* _Work to be completed_
The job is to find each line of the records below that includes the word "reserves" and copy it.

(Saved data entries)
>>>
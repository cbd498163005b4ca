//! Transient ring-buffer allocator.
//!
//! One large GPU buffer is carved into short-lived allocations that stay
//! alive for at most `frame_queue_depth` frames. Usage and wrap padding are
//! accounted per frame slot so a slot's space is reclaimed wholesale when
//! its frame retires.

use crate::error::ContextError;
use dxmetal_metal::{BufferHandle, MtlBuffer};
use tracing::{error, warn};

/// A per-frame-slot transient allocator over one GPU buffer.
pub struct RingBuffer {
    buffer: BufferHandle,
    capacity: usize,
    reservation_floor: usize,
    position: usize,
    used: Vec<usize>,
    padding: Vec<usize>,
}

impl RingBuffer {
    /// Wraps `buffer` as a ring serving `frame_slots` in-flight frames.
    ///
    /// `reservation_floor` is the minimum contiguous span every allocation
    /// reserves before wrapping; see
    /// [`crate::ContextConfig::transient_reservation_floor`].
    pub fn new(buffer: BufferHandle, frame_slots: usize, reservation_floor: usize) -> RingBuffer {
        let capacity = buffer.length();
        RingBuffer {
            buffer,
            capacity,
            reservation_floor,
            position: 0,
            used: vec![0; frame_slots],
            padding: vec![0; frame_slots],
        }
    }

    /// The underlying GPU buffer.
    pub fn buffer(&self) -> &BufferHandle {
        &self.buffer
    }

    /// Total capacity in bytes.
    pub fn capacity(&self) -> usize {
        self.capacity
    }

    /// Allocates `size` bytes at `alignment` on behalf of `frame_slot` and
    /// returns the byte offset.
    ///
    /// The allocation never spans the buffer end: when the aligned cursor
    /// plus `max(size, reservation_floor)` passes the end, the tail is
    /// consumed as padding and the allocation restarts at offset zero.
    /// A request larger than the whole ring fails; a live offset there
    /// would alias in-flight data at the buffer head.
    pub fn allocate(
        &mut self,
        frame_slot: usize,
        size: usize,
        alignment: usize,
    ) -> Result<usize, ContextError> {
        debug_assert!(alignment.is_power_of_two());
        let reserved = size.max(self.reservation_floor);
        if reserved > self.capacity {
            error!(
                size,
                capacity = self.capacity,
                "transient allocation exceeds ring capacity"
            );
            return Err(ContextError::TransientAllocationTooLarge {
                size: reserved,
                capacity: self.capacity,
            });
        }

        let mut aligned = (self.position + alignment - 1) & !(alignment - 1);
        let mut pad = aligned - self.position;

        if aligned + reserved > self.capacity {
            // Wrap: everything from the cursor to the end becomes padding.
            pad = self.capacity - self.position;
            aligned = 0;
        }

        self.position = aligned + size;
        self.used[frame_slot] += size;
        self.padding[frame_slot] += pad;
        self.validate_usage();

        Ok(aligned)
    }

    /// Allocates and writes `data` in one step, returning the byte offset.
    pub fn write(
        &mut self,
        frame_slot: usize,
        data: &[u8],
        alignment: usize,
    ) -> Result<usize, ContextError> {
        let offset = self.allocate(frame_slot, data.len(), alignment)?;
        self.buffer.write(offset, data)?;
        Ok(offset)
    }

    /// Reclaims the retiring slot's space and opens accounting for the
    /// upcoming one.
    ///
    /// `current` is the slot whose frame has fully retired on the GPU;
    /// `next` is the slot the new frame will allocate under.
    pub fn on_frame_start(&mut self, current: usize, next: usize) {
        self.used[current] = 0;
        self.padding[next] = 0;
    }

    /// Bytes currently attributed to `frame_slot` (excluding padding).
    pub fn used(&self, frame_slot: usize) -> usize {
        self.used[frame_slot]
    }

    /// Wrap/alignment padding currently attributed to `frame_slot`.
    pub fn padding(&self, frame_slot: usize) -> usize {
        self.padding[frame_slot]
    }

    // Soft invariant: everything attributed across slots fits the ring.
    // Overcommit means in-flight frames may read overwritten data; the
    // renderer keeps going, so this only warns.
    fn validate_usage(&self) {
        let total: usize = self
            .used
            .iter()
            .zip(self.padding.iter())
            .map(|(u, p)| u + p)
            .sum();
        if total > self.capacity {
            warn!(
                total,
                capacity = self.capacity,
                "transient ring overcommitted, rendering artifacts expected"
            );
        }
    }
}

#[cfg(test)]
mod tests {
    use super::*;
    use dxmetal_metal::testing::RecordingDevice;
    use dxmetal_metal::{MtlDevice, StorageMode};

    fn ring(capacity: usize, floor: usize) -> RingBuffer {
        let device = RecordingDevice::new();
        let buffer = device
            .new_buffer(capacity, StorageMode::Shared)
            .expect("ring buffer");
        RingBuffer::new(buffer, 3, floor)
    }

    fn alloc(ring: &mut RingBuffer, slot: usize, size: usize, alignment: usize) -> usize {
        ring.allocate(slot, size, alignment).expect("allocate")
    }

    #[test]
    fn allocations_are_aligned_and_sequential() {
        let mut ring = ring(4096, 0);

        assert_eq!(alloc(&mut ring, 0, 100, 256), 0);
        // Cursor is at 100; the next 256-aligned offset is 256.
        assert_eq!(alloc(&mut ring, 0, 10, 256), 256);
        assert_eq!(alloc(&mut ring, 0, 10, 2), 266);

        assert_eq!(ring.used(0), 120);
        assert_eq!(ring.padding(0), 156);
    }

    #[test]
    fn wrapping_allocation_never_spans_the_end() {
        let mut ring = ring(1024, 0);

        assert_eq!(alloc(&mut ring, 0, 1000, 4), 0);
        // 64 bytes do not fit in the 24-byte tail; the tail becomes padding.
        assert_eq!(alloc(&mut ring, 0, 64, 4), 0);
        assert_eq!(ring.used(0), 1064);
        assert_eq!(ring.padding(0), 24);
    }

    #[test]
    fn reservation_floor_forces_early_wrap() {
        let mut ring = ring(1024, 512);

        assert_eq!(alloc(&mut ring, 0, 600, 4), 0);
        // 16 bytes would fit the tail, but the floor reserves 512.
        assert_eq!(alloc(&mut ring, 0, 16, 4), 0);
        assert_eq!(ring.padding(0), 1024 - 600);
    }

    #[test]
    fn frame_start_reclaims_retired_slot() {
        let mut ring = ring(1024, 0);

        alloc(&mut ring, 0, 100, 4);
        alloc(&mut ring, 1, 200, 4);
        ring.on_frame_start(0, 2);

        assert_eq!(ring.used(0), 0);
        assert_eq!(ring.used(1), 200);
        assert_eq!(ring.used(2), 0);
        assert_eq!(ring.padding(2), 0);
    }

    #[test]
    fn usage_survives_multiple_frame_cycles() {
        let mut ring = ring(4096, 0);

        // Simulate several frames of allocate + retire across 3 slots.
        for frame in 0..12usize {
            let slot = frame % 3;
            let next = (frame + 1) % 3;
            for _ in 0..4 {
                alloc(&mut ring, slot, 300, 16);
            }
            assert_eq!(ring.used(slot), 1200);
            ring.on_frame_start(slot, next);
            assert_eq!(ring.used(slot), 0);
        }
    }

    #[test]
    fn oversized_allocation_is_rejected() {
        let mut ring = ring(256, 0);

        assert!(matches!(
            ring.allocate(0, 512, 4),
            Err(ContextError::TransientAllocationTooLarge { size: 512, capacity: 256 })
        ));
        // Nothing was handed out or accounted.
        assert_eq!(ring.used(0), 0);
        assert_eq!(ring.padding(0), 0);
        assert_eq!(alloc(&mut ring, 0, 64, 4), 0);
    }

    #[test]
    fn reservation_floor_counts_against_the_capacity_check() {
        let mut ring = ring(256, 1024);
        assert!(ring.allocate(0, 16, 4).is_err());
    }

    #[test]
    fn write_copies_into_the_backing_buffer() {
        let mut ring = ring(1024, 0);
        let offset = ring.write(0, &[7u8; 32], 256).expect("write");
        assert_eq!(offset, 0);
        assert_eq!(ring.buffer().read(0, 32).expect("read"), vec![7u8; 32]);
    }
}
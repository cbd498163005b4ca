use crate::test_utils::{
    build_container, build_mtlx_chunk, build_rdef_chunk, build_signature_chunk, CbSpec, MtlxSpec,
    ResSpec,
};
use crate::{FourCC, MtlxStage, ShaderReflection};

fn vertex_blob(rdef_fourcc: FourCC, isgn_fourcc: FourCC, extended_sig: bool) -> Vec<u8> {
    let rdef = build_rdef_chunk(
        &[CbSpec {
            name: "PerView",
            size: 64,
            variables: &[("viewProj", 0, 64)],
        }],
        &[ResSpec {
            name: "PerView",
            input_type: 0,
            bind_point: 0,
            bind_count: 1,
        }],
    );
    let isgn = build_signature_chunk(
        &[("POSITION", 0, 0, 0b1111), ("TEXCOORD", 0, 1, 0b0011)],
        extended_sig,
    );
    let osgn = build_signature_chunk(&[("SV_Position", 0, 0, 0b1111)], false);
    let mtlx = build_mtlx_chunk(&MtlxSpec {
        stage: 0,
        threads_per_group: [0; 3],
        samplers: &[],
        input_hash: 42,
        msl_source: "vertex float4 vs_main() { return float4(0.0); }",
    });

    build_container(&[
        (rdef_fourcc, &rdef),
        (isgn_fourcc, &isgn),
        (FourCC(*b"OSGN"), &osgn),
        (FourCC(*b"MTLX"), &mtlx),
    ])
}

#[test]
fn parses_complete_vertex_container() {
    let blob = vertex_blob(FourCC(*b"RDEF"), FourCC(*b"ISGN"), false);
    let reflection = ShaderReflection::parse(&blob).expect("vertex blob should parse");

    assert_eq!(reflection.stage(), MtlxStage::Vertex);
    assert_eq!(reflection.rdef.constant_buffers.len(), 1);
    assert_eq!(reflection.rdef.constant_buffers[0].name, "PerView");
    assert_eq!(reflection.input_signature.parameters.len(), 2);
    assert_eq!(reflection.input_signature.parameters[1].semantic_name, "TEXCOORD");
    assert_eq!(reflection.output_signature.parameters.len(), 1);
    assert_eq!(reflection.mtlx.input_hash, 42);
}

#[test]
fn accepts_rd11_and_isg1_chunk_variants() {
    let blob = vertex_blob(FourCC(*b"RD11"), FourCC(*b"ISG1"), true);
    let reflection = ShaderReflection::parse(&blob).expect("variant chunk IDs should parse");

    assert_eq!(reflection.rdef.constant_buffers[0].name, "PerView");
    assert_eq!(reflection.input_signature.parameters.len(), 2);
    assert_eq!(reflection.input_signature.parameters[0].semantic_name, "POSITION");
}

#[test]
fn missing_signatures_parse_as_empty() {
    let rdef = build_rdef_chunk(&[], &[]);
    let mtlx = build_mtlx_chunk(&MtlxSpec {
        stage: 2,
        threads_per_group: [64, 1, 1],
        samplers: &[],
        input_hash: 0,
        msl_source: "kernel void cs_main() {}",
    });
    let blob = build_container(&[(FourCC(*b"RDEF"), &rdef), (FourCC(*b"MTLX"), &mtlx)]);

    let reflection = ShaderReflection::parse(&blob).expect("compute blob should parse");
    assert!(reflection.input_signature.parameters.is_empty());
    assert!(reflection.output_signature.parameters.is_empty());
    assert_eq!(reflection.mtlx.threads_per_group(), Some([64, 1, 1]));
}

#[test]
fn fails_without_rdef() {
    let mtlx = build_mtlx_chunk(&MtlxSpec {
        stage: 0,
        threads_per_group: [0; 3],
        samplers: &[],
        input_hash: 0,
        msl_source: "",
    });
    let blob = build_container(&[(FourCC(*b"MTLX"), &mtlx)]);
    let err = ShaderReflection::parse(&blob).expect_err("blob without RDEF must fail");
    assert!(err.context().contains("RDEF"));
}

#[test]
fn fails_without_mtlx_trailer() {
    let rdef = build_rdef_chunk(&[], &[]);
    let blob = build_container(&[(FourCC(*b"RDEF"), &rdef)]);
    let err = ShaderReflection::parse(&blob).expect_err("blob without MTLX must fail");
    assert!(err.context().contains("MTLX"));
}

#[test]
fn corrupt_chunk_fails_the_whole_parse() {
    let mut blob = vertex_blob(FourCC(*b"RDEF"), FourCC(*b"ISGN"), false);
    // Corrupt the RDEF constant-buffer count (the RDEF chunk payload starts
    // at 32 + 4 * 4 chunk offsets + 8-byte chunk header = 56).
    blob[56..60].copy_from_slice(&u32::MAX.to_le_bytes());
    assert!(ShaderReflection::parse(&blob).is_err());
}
<<<
* _Solution_
    /// reserves before wrapping; see
        // 16 bytes would fit the tail, but the floor reserves 512.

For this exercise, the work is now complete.